--- RECORDS SHOWN Enclosed Below ---

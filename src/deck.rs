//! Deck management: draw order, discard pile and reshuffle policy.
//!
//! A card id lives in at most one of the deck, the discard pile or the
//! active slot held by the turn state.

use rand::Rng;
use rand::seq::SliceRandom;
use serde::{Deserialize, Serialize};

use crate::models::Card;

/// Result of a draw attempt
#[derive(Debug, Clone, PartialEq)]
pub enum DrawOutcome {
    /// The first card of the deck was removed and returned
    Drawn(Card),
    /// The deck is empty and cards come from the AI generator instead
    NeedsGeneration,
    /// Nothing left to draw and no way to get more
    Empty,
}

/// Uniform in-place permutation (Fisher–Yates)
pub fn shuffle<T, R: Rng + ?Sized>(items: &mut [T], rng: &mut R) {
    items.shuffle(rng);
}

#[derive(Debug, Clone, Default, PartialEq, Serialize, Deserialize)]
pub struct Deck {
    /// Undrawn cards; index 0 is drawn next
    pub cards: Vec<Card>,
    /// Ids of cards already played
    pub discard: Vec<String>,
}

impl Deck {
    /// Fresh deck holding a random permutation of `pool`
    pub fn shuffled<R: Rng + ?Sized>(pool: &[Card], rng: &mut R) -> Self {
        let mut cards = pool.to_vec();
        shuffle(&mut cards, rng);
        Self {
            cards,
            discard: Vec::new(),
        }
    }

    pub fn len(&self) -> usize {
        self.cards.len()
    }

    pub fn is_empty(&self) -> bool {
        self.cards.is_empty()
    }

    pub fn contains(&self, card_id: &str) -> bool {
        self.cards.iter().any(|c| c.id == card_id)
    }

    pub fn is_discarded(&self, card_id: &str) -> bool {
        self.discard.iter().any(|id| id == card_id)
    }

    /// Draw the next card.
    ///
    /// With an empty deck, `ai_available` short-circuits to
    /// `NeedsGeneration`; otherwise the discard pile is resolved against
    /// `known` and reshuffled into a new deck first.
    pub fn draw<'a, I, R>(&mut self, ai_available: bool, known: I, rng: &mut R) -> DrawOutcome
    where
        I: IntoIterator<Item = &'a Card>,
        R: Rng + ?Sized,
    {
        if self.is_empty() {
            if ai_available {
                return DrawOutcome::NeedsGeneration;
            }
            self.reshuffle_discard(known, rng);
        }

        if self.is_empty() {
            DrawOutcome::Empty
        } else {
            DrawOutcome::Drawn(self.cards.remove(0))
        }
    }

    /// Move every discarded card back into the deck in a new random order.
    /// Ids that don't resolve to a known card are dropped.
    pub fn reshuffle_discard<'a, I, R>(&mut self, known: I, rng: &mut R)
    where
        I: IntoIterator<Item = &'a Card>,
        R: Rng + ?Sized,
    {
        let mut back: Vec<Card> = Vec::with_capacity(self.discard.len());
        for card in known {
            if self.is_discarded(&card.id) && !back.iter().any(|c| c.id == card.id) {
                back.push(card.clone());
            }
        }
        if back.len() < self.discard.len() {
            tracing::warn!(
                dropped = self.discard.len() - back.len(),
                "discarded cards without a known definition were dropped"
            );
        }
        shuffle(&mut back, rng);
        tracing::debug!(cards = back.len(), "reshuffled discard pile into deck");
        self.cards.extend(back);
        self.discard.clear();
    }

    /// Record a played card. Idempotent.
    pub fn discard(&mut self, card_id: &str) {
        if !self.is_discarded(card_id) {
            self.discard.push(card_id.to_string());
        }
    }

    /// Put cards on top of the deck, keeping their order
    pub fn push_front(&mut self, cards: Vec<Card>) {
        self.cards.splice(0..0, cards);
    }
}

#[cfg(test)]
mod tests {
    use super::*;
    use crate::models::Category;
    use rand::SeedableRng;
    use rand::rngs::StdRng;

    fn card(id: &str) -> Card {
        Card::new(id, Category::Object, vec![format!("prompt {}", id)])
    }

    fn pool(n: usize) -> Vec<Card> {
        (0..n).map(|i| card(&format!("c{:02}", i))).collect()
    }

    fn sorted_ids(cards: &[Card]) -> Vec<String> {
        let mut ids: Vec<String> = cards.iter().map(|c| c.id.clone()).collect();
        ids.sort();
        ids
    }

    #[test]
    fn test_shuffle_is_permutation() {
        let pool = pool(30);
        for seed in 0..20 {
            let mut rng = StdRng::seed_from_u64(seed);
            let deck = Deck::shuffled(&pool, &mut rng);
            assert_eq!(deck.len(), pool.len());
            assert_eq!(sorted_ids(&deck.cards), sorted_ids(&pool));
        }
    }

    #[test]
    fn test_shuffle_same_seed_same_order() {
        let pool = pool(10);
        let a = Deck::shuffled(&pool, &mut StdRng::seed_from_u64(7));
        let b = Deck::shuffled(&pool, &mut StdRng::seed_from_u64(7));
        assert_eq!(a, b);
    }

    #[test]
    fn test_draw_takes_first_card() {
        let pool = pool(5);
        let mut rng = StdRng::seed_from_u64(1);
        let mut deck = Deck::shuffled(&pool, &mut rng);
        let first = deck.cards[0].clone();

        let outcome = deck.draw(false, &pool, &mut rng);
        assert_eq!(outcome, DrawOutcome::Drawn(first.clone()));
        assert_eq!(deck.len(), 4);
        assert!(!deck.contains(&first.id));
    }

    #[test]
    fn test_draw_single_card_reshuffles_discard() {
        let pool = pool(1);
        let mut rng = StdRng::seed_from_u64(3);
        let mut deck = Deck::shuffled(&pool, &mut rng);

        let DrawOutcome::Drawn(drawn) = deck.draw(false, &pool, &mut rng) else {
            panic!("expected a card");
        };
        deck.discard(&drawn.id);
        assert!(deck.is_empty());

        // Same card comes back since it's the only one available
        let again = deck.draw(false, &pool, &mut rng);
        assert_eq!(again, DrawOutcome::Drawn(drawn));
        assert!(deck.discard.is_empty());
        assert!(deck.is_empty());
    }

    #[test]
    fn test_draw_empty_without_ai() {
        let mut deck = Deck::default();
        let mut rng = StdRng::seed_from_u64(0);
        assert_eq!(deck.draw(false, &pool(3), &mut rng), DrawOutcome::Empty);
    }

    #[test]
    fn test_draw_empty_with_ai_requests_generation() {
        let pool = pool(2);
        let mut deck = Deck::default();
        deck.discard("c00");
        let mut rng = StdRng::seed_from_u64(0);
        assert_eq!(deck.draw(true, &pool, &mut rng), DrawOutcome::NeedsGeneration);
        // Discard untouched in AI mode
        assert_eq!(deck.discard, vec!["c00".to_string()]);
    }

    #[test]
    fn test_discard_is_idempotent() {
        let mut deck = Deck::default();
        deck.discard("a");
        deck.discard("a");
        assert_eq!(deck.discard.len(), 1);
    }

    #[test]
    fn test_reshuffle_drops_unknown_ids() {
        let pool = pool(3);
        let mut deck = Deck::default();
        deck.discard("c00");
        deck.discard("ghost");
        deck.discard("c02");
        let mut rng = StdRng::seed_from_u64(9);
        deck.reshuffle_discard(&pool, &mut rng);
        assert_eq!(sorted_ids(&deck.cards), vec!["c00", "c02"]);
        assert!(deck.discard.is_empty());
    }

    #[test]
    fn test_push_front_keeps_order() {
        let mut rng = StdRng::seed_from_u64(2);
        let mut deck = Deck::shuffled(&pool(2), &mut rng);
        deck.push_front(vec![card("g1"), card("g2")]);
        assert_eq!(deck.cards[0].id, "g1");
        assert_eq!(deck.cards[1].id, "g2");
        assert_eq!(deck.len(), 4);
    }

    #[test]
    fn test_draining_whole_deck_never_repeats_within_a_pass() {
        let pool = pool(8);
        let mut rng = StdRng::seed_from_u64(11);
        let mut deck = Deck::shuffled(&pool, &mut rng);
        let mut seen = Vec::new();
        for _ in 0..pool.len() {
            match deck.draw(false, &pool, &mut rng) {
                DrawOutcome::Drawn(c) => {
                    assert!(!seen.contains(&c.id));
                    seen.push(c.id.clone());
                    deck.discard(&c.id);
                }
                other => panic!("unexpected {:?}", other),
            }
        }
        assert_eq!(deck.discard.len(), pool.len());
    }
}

--- End of Enclosed RECORDS SHOWN ---
--- RECORDS SHOWN Enclosed Below ---

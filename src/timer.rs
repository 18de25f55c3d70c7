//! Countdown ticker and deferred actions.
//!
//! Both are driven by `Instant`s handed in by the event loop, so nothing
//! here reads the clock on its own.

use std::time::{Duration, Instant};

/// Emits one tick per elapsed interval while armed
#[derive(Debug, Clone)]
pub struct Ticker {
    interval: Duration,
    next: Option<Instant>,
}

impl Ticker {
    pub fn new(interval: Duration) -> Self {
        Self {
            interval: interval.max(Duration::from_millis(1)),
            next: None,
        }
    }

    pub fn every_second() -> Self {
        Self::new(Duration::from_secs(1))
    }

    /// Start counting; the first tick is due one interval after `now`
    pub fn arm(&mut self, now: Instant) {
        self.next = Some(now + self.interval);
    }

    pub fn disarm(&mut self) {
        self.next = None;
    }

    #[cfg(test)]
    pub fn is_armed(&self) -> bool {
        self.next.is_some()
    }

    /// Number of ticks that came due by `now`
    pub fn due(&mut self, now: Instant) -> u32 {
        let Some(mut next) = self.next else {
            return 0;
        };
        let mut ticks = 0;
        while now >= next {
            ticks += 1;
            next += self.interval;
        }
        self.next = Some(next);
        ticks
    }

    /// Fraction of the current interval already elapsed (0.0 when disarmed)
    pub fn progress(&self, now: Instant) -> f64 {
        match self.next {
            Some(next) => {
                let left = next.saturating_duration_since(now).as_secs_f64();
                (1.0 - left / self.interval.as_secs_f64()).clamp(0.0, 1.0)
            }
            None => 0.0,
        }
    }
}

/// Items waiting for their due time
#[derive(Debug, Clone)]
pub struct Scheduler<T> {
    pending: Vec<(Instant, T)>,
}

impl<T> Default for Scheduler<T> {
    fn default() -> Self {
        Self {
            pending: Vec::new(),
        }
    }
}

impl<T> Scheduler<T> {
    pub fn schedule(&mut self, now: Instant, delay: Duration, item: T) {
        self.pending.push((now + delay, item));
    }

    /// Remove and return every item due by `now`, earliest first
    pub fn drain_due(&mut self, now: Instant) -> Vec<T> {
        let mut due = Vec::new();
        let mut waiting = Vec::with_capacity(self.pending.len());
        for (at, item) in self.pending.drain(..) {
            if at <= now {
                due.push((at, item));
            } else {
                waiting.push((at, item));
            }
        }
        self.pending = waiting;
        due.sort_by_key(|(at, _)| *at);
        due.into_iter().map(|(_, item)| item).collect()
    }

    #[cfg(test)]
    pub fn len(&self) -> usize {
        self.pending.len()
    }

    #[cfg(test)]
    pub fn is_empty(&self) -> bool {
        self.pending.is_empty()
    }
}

--- End of Enclosed RECORDS SHOWN ---
--- RECORDS SHOWN Enclosed Below ---

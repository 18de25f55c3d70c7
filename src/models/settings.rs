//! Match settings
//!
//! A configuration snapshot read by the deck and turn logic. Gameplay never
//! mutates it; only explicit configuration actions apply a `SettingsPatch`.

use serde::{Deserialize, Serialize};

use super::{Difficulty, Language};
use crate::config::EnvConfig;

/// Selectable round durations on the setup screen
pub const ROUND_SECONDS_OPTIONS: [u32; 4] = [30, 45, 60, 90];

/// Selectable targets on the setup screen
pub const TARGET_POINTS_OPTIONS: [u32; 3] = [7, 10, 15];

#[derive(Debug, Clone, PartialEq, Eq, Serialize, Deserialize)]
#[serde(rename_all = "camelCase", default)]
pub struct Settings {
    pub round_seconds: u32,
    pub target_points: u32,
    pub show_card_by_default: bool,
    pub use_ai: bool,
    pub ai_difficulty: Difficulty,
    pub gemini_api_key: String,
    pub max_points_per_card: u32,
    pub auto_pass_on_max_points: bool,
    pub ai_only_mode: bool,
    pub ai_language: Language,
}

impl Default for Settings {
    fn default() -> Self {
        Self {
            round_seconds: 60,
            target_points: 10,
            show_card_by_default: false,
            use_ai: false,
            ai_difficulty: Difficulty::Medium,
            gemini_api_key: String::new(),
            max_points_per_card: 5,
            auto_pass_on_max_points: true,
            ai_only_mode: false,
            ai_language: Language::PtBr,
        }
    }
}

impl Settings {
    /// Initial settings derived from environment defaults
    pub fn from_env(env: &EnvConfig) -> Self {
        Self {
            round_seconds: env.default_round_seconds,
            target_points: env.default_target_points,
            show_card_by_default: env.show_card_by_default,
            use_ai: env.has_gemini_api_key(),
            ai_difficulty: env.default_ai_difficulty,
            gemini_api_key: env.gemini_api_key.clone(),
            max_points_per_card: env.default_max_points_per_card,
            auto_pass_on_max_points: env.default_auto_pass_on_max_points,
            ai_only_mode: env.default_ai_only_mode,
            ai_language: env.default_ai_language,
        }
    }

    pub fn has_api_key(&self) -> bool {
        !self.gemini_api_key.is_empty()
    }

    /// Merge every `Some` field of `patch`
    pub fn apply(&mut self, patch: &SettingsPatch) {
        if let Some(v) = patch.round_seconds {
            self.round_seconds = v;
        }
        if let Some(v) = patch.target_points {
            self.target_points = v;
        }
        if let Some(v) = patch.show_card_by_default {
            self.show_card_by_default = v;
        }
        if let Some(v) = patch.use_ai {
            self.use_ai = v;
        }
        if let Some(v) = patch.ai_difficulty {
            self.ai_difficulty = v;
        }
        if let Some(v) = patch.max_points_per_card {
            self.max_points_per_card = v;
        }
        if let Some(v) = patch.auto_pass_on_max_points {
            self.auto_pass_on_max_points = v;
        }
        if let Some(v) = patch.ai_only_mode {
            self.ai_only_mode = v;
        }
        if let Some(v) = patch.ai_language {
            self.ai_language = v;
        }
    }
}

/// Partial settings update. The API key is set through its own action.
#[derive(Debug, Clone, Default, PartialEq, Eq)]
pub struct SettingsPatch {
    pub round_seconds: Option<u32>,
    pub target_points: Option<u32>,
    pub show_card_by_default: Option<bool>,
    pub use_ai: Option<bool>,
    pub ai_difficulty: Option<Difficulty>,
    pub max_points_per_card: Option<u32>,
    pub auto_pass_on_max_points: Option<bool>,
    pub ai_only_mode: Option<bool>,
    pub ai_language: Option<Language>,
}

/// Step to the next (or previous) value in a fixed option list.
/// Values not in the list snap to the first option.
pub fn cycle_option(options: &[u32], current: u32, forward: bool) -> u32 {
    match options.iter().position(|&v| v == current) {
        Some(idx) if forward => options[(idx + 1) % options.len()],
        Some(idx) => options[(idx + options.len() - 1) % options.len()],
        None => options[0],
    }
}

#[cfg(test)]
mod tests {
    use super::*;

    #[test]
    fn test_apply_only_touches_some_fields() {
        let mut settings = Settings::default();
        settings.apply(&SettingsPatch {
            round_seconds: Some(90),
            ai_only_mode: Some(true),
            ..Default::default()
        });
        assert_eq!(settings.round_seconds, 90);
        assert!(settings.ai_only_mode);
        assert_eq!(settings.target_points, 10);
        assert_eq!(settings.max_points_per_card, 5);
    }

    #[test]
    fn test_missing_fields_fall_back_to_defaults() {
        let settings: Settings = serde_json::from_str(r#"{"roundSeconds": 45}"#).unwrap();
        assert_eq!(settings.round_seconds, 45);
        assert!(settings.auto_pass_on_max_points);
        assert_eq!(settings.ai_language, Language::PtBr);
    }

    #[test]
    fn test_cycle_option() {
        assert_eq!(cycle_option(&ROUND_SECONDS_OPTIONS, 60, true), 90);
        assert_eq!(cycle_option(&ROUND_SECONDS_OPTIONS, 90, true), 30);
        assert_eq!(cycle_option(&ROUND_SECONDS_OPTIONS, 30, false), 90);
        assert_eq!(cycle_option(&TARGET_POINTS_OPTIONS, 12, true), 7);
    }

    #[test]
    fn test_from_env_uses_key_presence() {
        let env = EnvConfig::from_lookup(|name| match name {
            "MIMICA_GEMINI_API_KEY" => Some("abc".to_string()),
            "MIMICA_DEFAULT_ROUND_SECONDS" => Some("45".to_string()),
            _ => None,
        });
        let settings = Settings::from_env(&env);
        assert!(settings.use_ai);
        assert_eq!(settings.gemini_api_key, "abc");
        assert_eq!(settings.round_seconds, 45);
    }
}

--- End of Enclosed RECORDS SHOWN ---

Your answer should be a single number: the count of lines in the entries that contain "list".

2